Tutorial 7: Non-Stationarity in the EVT-framework#

Week 2, Day 4, Extremes & Vulnerability

Content creators: Matthias Aengenheyster, Joeri Reinders

Content reviewers: Younkap Nina Duplex, Sloane Garelick, Zahra Khodakaramimaghsoud, Peter Ohue, Laura Paccini, Jenna Pearson, Agustina Pesce, Derick Temfack, Peizhen Yang, Cheng Zhang, Chi Zhang, Ohad Zivan

Content editors: Jenna Pearson, Chi Zhang, Ohad Zivan

Production editors: Wesley Banfield, Jenna Pearson, Chi Zhang, Ohad Zivan

Our 2023 Sponsors: NASA TOPS and Google DeepMind

Tutorial Objectives#

In this tutorial, we will enhance our GEV model by incorporating non-stationarity to achieve a better fit for the sea surface height data from Washington DC we analyzed previously.

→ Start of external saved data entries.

// tests/dependencies.rs

mod common;
use crate::common::{ExecutionLog, init_tracing, noop, with_timeout};

use std::time::Duration;

use taskpool::{PoolError, TaskHandle, ThreadPool};

#[test]
fn multi_level_dependencies_run_in_order_for_every_thread_count() {
    init_tracing();

    with_timeout(|| {
        for thread_count in 1..10 {
            let log = ExecutionLog::new();
            let pool = ThreadPool::builder()
                .thread_count(thread_count)
                .thread_name_prefix(format!("levels{thread_count}"))
                .build();

            let write_a = vec![
                log.sleeping_task("a", Duration::from_millis(20)),
                log.sleeping_task("a", Duration::from_millis(20)),
            ];
            let write_b = vec![
                log.sleeping_task("b", Duration::from_millis(20)),
                log.sleeping_task("b", Duration::from_millis(20)),
            ];

            // One dependency that has already finished by the time the
            // dependents are added must not hold them back.
            let finished = noop();
            let mut a_and_finished = write_a.clone();
            a_and_finished.push(finished.clone());

            pool.add_task(finished).unwrap();
            pool.add_tasks(write_a.clone()).unwrap();
            pool.add_task_with_dependencies(&a_and_finished, write_b.clone())
                .unwrap();
            pool.add_task_with_dependencies(&write_b, [log.task("c")])
                .unwrap();

            pool.execute().unwrap();

            assert_eq!(log.output(), "aabbc", "thread_count = {thread_count}");
            assert!(!log.overlap_detected());
        }
    });
}

#[test]
fn fan_in_runs_only_after_all_dependencies() {
    init_tracing();

    with_timeout(|| {
        let log = ExecutionLog::new();
        let pool = ThreadPool::builder().thread_count(4).build();

        let deps = vec![
            log.sleeping_task("A", Duration::from_millis(30)),
            log.sleeping_task("B", Duration::from_millis(10)),
            log.sleeping_task("C", Duration::from_millis(20)),
        ];
        pool.add_tasks(deps.clone()).unwrap();
        pool.add_task_with_dependencies(&deps, [log.task("join")])
            .unwrap();

        pool.execute().unwrap();

        for dep in ["A", "B", "C"] {
            assert!(
                log.finished_before_started(dep, "join"),
                "{dep} must finish before join starts: {:?}",
                log.events()
            );
        }
        assert_eq!(log.start_count("join"), 1);
    });
}

#[test]
fn dependency_on_finished_task_from_inside_a_task() {
    init_tracing();

    with_timeout(|| {
        let log = ExecutionLog::new();
        let pool = ThreadPool::builder().thread_count(2).build();

        let first = log.task("first");
        pool.add_task(first.clone()).unwrap();

        let spawner = {
            let pool = pool.clone();
            let log = log.clone();
            TaskHandle::from_fn(move || {
                // `first` may or may not have finished; either way `second`
                // must run exactly once, after it.
                pool.add_task_with_dependencies(&[first.clone()], [log.task("second")])?;
                Ok(())
            })
        };
        pool.add_task(spawner).unwrap();

        pool.execute().unwrap();

        assert!(log.finished_before_started("first", "second"));
        assert_eq!(log.start_count("second"), 1);
    });
}

#[test]
fn dependency_on_never_submitted_task_is_rejected() {
    init_tracing();

    let pool = ThreadPool::builder().thread_count(1).build();
    let ghost = noop();
    let task = noop();

    let err = pool
        .add_task_with_dependencies(&[ghost.clone()], [task.clone()])
        .unwrap_err();

    match err {
        PoolError::UnknownDependency { task: t, dependency } => {
            assert_eq!(t, task.id());
            assert_eq!(dependency, ghost.id());
        }
        other => panic!("expected UnknownDependency, got {:?}", other),
    }

    // The rejected task was not registered, so it can still be added.
    pool.add_task(task).unwrap();
    pool.execute().unwrap();
}

#[test]
fn submitting_the_same_handle_twice_is_rejected() {
    init_tracing();

    let log = ExecutionLog::new();
    let pool = ThreadPool::builder().thread_count(2).build();
    let task = log.task("once");

    pool.add_task(task.clone()).unwrap();
    let err = pool.add_task(task).unwrap_err();
    assert!(matches!(err, PoolError::DuplicateTask(_)));

    pool.execute().unwrap();
    assert_eq!(log.start_count("once"), 1);
}

#[test]
fn behaviourally_identical_tasks_are_distinct_nodes() {
    init_tracing();

    with_timeout(|| {
        let log = ExecutionLog::new();
        let pool = ThreadPool::builder().thread_count(3).build();

        let twins = vec![log.task("twin"), log.task("twin")];
        assert_ne!(twins[0].id(), twins[1].id());

        pool.add_tasks(twins.clone()).unwrap();
        pool.add_task_with_dependencies(&twins, [log.task("after")])
            .unwrap();
        pool.execute().unwrap();

        assert_eq!(log.start_count("twin"), 2);
        assert!(log.finished_before_started("twin", "after"));
    });
}

#[test]
fn label_is_shared_by_every_clone_of_a_handle() {
    let task = noop();
    let submitted = task.clone();
    assert_eq!(submitted.label(), task.id().to_string());

    let task = task.with_label("fetch-index");

    assert_eq!(submitted.label(), "fetch-index");
    assert_eq!(task, submitted);
}
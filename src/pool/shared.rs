// src/pool/shared.rs

//! State shared between the pool handle, its workers and off-pool threads.

use std::sync::Arc;
use std::sync::atomic::{AtomicUsize, Ordering};
use std::thread::JoinHandle;

use parking_lot::{Condvar, Mutex};

use crate::config::PoolConfig;
use crate::dag::DependencyGraph;
use crate::task::TaskHandle;

/// Lifecycle of a pool with respect to its single `execute()` call.
#[derive(Debug, Clone, Copy, PartialEq, Eq)]
pub(crate) enum RunPhase {
    /// `execute()` not called yet; no threads exist.
    NotStarted,
    Running,
    /// `execute()` returned; the pool accepts no more work.
    Finished,
}

/// Everything guarded by the pool's single lock.
#[derive(Debug)]
pub(crate) struct PoolState {
    pub(crate) graph: DependencyGraph,
    pub(crate) phase: RunPhase,
    /// Off-pool tasks (already marked executing) waiting for `execute()`.
    pub(crate) deferred: Vec<TaskHandle>,
    /// Off-pool threads to join before `execute()` returns.
    pub(crate) off_pool_threads: Vec<JoinHandle<()>>,
}

#[derive(Debug)]
pub(crate) struct Shared {
    pub(crate) config: PoolConfig,
    pub(crate) state: Mutex<PoolState>,
    /// Notified on every submission, completion and recorded failure.
    pub(crate) changed: Condvar,
    live_threads: AtomicUsize,
}

impl Shared {
    pub(crate) fn new(config: PoolConfig) -> Self {
        Self {
            config,
            state: Mutex::new(PoolState {
                graph: DependencyGraph::new(),
                phase: RunPhase::NotStarted,
                deferred: Vec::new(),
                off_pool_threads: Vec::new(),
            }),
            changed: Condvar::new(),
            live_threads: AtomicUsize::new(0),
        }
    }

    pub(crate) fn live_threads(&self) -> usize {
        self.live_threads.load(Ordering::SeqCst)
    }

    /// Count a thread about to be spawned.
    ///
    /// The returned guard moves into the thread's closure. It uncounts the
    /// thread when dropped: at thread exit, or together with the closure if
    /// the spawn fails.
    pub(crate) fn register_thread(self: &Arc<Self>) -> LiveThread {
        self.live_threads.fetch_add(1, Ordering::SeqCst);
        LiveThread {
            shared: Arc::clone(self),
        }
    }
}

/// A counted pool thread's handle on the shared state.
pub(crate) struct LiveThread {
    pub(crate) shared: Arc<Shared>,
}

impl Drop for LiveThread {
    fn drop(&mut self) {
        self.shared.live_threads.fetch_sub(1, Ordering::SeqCst);
    }
}
// src/task.rs

//! Units of work and the handles the pool tracks them by.

use std::borrow::Cow;
use std::fmt;
use std::sync::Arc;
use std::sync::atomic::{AtomicU64, Ordering};

use parking_lot::Mutex;

use crate::types::TaskId;

/// A unit of work: a no-argument, possibly failing operation.
///
/// Closures `Fn() -> anyhow::Result<()>` implement this trait, so most
/// callers never implement it by hand.
pub trait Task: Send + Sync + 'static {
    fn run(&self) -> anyhow::Result<()>;

    /// Human-readable name used in log output only.
    fn label(&self) -> Cow<'_, str> {
        Cow::Borrowed("")
    }
}

impl<F> Task for F
where
    F: Fn() -> anyhow::Result<()> + Send + Sync + 'static,
{
    fn run(&self) -> anyhow::Result<()> {
        self()
    }
}

/// Does nothing; used by [`TaskHandle::sync_point`].
struct Noop;

impl Task for Noop {
    fn run(&self) -> anyhow::Result<()> {
        Ok(())
    }

    fn label(&self) -> Cow<'_, str> {
        Cow::Borrowed("sync-point")
    }
}

struct TaskInner {
    id: TaskId,
    any_order: bool,
    label: Mutex<Option<String>>,
    /// Key of the graph this task was submitted to; 0 while unsubmitted.
    submitted_to: AtomicU64,
    task: Box<dyn Task>,
}

/// Reference-counted handle to a task.
///
/// The handle's [`TaskId`] is its identity. Cloning a handle does not clone
/// the task: the clone names the same graph node, which is how callers refer
/// to earlier submissions when declaring dependencies.
#[derive(Clone)]
pub struct TaskHandle {
    inner: Arc<TaskInner>,
}

impl TaskHandle {
    pub fn new(task: impl Task) -> Self {
        Self::build(Box::new(task), false)
    }

    pub fn from_fn<F>(f: F) -> Self
    where
        F: Fn() -> anyhow::Result<()> + Send + Sync + 'static,
    {
        Self::new(f)
    }

    /// A task that dependents may name *before* it has been submitted.
    ///
    /// A dependency on an ordinary task that was never submitted is a usage
    /// error. A dependency on an any-order task instead waits until that task
    /// has been submitted and has finished.
    pub fn any_order(task: impl Task) -> Self {
        Self::build(Box::new(task), true)
    }

    /// An any-order task that does no work.
    ///
    /// Useful as a barrier: dependents wait on it, and whichever task
    /// completes a phase of work submits it.
    pub fn sync_point() -> Self {
        Self::build(Box::new(Noop), true)
    }

    /// Attach a label for log output.
    ///
    /// Clones share the label: they are the same graph node, so labelling
    /// one labels all of them.
    pub fn with_label(self, label: impl Into<String>) -> Self {
        *self.inner.label.lock() = Some(label.into());
        self
    }

    fn build(task: Box<dyn Task>, any_order: bool) -> Self {
        Self {
            inner: Arc::new(TaskInner {
                id: TaskId::next(),
                any_order,
                label: Mutex::new(None),
                submitted_to: AtomicU64::new(0),
                task,
            }),
        }
    }

    pub fn id(&self) -> TaskId {
        self.inner.id
    }

    pub fn is_any_order(&self) -> bool {
        self.inner.any_order
    }

    /// Label for diagnostics: the explicit label, else the task's own, else
    /// the id.
    pub fn label(&self) -> String {
        if let Some(label) = self.inner.label.lock().as_ref() {
            return label.clone();
        }
        let own = self.inner.task.label();
        if own.is_empty() {
            self.inner.id.to_string()
        } else {
            own.into_owned()
        }
    }

    pub(crate) fn run(&self) -> anyhow::Result<()> {
        self.inner.task.run()
    }

    /// Whether this handle was submitted to the graph with the given key.
    pub(crate) fn is_submitted_to(&self, graph: u64) -> bool {
        self.inner.submitted_to.load(Ordering::Acquire) == graph
    }

    /// Whether this handle was submitted to any graph.
    pub(crate) fn is_submitted(&self) -> bool {
        self.inner.submitted_to.load(Ordering::Acquire) != 0
    }

    pub(crate) fn mark_submitted(&self, graph: u64) {
        self.inner.submitted_to.store(graph, Ordering::Release);
    }
}

impl fmt::Debug for TaskHandle {
    fn fmt(&self, f: &mut fmt::Formatter<'_>) -> fmt::Result {
        f.debug_struct("TaskHandle")
            .field("id", &self.inner.id)
            .field("label", &*self.inner.label.lock())
            .field("any_order", &self.inner.any_order)
            .finish()
    }
}

impl PartialEq for TaskHandle {
    fn eq(&self, other: &Self) -> bool {
        self.inner.id == other.inner.id
    }
}

impl Eq for TaskHandle {}

impl std::hash::Hash for TaskHandle {
    fn hash<H: std::hash::Hasher>(&self, state: &mut H) {
        self.inner.id.hash(state);
    }
}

By the end of the tutorial you will be able to:

Apply a GEV distribution to a non-stationary record by including a time-dependent parameter.
Compare and analyze the fits of various models with different time-dependent parameters (e.g., location, scale, or shape).
Calculate effective return levels using our non-stationary GEV model.

Setup#

# !pip install -q condacolab
# import condacolab
# condacolab.install()

# #install dependencies - taken from <Yosmely Bermúdez> comments for Tutorial 6
# # We need this to install eigen which is needed for SDFC to install correctly
# !mamba install eigen numpy matplotlib seaborn pandas cartopy scipy texttable intake xarrayutils xmip cf_xarray intake-esm
# !pip install -v https://github.com/yrobink/SDFC/archive/master.zip#subdirectory=python
# !pip install https://github.com/njleach/mystatsfunctions/archive/master.zip

# imports
import numpy as np
import matplotlib.pyplot as plt
import seaborn as sns
import pandas as pd
from scipy import stats
from scipy.stats import genextreme as gev

import gev_functions as gf
import extremes_functions as ef
import SDFC as sd
import pooch
import os
import tempfile

---------------------------------------------------------------------------
ModuleNotFoundError                       Traceback (most recent call last)
Cell In[3], line 9
      6 from scipy import stats
      7 from scipy.stats import genextreme as gev
----> 9 import gev_functions as gf
     10 import extremes_functions as ef
     11 import SDFC as sd

ModuleNotFoundError: No module named 'gev_functions'

Note that import gev_functions as gf imports the functions introduced in Tutorial 6.

Helper functions#

# @title Helper functions
def estimate_return_level(quantile, model):
    loc, scale, shape = model.loc, model.scale, model.shape
    level = loc - scale / shape * (1 - (-np.log(quantile)) ** (-shape))
    return level

Figure Settings#

# @title Figure Settings
import ipywidgets as widgets  # interactive display

%config InlineBackend.figure_format = 'retina'
plt.style.use(
    "https://raw.githubusercontent.com/ClimateMatchAcademy/course-content/main/cma.mplstyle"
)

Video 1: Speaker Introduction#

# @title Video 1: Speaker Introduction
# Tech team will add code to format and display the video

# helper functions


def pooch_load(filelocation=None, filename=None, processor=None):
    shared_location = "/home/jovyan/shared/Data/tutorials/W2D4_ClimateResponse-Extremes&Variability"  # this is different for each day
    user_temp_cache = tempfile.gettempdir()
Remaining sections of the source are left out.